I’m retired now, but back in the day, I found it most effective to tell people what I wanted them to do, but never *how* to do it. I figured out that if people knew I trusted them and *needed* them, they put their heart and soul into getting things done.
I am sure if you’d been left alone to do your work, you’d have been happier, your mission prez would have been happier, and most importantly, the folks you were helping would be happier.
The LDS church could benefit from Hippocrates: “Treat often, heal sometimes, comfort always.”
“sign of respect…”
That’s pretty much how it worked out for me. My Mormon friends–especially at work–were very cool. Since we were new to Utah, I was very curious about the culture, and I was lucky to have such kind friends to explain the ropes. I also loved trading fresh fruit, vegetables, and eggs and sharing all the good food. I miss that now that we’ve moved away.

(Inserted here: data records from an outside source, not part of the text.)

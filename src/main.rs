use clap::Parser as _;
use tracing_subscriber::EnvFilter;

#[tokio::main(flavor = "current_thread")]
async fn main() -> anyhow::Result<()> {
    tracing_subscriber::fmt()
        .with_env_filter(
            EnvFilter::try_from_default_env().unwrap_or_else(|_| EnvFilter::new("info")),
        )
        .with_writer(std::io::stderr)
        .init();

    let args = manga_page_ui::CliArgs::parse();
    manga_page_ui::run(args).await
}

I felt sad for my wife. She works so hard all day, and just wanted to hang out and do girly things on the weekend. It just seemed like every time she met somebody, there was this “ulterior motive” going on, and she wound up getting hurt. If it wasn’t Mormonism, they were trying to talk her into selling Tupperware or something. Invariably, her new “friend” would suddenly get busy and have no time for her. Then *I* was the one who had to go shoe shopping. 😉
Great post Mary Ann. Totally agree.
“a sign of respect”
Totally disagree. The wheelchair story is how all of our missionaries should be serving their missions.
Sometimes I wonder if the whole missionary program, particularly outside of the U.S.A., had been service only, how much more beloved the church might be. Think how much good we might have done rather than wearing out shoeleather,I wonder about the hours I spent on crazy ward missionary jags when I might have spent the little time I had on community projects.
I no longer proselyte because of policies regarding LGBT issues which are inexplicable to non-members.